Smokers planning to quit the first of the year should think twice.
For those who did some heavy partying New Year's Eve without any preparation in their quest to stop smoking, New Year's Day is absolutely the worst day of the year to stop smoking.
As an ex-smoker and the founder of a company that helps people to stop smoking, I've learned some things you may find helpful if you truly want to release tobacco from your life.
Setting the first of the year as a quit date will work for those who have prepared fully and planned a sober, healthy celebration on New Year's Eve.
Here are three basic reasons why the opposite won't work. First is what you'll have put into your body the night before. All the sugary, crunchy foods will have your body working overtime to digest them. Your mind will be foggy and your body will be weakened -- not a good way to start a smoke-free life.
Combine that with any overindulgence in alcohol and you have one very substantial hangover to deal with as you cruise through the fog of all the TV bowl games on the first day of 2002.
The second reason is that, without a game plan it's more likely you'll soon be running out to the local convenience store for a pack cigarettes.
I recommend at least three weeks of preparation before quitting. During that time you can take steps to boost your sense of self-trust, take dietary steps to prepare your body and learn new ways of coping with stress.
Let's go back to New Year's Day morning again. Preparing for those bowl games, you shuffled quietly to the kitchen to make a pot of coffee. For lots of smokers, coffee is "wake-up juice" --especially Jan. 1, when you feel run down after celebrating.
Coffee is the quitting smoker's biggest enemy. Like a cigarette, it usually gives you a short-term boost in energy and clarity. And, like a cigarette, it saps your energy and clarity within a few hours.
First, of course, there's the psychological connection made with having the day's first cup of coffee and puffing on the cigarette. Then there's the fact that when you stop smoking, caffeine levels increase dramatically if you keep taking in the same amount of caffeine.
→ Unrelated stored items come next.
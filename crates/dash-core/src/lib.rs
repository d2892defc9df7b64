//! Core types and trait definitions for the dashboard backend.
//!
//! This crate is deliberately free of HTTP and database dependencies.
//! All other crates depend on it: the storage backend implements
//! [`store::DashboardStore`], the service adapters implement the traits in
//! [`service`], and the API is written against both.

// Native `async fn` in traits (stabilised in Rust 1.75); the store trait spells
// out `Send` futures explicitly.
#![allow(async_fn_in_trait)]

pub mod error;
pub mod model;
pub mod query;
pub mod service;
pub mod store;

pub use error::{Entity, Error, Result, ServiceError};
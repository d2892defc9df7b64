//! Directory-backed [`FileStore`].

use std::{
  io,
  path::{Component, Path, PathBuf},
};

use async_trait::async_trait;
use dash_core::{ServiceError, service::FileStore};

/// Serves files from a single directory. Names are plain file names; anything
/// that would resolve outside `root` is treated as missing.
#[derive(Debug, Clone)]
pub struct LocalFileStore {
  root: PathBuf,
}

impl LocalFileStore {
  pub fn new(root: impl Into<PathBuf>) -> Self { Self { root: root.into() } }

  fn resolve(&self, name: &str) -> Result<PathBuf, ServiceError> {
    let mut components = Path::new(name).components();
    match (components.next(), components.next()) {
      (Some(Component::Normal(file)), None) => Ok(self.root.join(file)),
      _ => {
        tracing::warn!(name, "rejected file name outside storage root");
        Err(ServiceError::NotFound)
      }
    }
  }
}

fn io_error(e: io::Error) -> ServiceError {
  match e.kind() {
    io::ErrorKind::NotFound => ServiceError::NotFound,
    _ => ServiceError::Transport(e.to_string()),
  }
}

#[async_trait]
impl FileStore for LocalFileStore {
  async fn fetch(&self, name: &str) -> Result<Vec<u8>, ServiceError> {
    tokio::fs::read(self.resolve(name)?).await.map_err(io_error)
  }

  async fn size(&self, name: &str) -> Result<u64, ServiceError> {
    let meta = tokio::fs::metadata(self.resolve(name)?).await.map_err(io_error)?;
    if !meta.is_file() {
      return Err(ServiceError::NotFound);
    }
    Ok(meta.len())
  }
}

#[cfg(test)]
mod tests {
  use super::*;

  fn store_with(name: &str, bytes: &[u8]) -> (tempfile::TempDir, LocalFileStore) {
    let dir = tempfile::tempdir().unwrap();
    std::fs::write(dir.path().join(name), bytes).unwrap();
    let store = LocalFileStore::new(dir.path());
    (dir, store)
  }

  #[tokio::test]
  async fn fetch_and_size_existing_file() {
    let (_dir, store) = store_with("chart.png", b"\x89PNG....");
    assert_eq!(store.size("chart.png").await.unwrap(), 8);
    assert_eq!(store.fetch("chart.png").await.unwrap(), b"\x89PNG....");
  }

  #[tokio::test]
  async fn missing_files_are_not_found() {
    let (_dir, store) = store_with("chart.png", b"x");
    assert_eq!(store.size("other.png").await.unwrap_err(), ServiceError::NotFound);
    assert_eq!(store.fetch("other.png").await.unwrap_err(), ServiceError::NotFound);
  }

  #[tokio::test]
  async fn names_cannot_escape_the_root() {
    let (dir, store) = store_with("chart.png", b"x");
    let nested = dir.path().join("inner");
    std::fs::create_dir(&nested).unwrap();
    let inner = LocalFileStore::new(&nested);

    assert_eq!(inner.size("../chart.png").await.unwrap_err(), ServiceError::NotFound);
    assert_eq!(store.size("/etc/passwd").await.unwrap_err(), ServiceError::NotFound);
    assert_eq!(store.size("").await.unwrap_err(), ServiceError::NotFound);
    // Directories are not files.
    assert_eq!(store.size("inner").await.unwrap_err(), ServiceError::NotFound);
  }
}
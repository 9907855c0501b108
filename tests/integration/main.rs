//! Integration test driver for `tests/integration/` submodules.
//!
//! Each `mod` below exercises one subsystem of the node against the
//! simulated radio. All tests run on the host with no real hardware.

#![cfg(not(target_os = "espidf"))]

mod harness;
mod lifecycle_tests;
mod measurement_tests;
mod node_tests;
Hence, according to clinical trials research, coffee drinkers who continue to drink the same amounts of coffee experience a literal "caffeine toxicity" when they stop smoking. That means you're "wired" for a longer period of time and are more likely to experience insomnia, nervousness and frustration.
The result for many quitting smokers: symptoms you might interpret as the need for a cigarette.
The third factor to consider about coffee is that caffeine, research has shown, tends to bind nicotine to the body. What that means to you is cravings for a cigarette just may be longer and more intense. I recommend you cut down your coffee use before stopping smoking, getting to zero caffeine use at least a week before you quit.
Going back to coffee a month after you've quit smoking is an option.
If you've made a resolution to stop smoking in the new year, start the process of quitting -- the preparation -- during the first week of the new year. Simply refuse to put it off any longer. The choice is yours alone. Do something, no matter how brief or simple, every day that helps you prepare for a life that is free of tobacco.
Charles Tedesco is founder of Smoking Release Associates in La Quinta, Calif.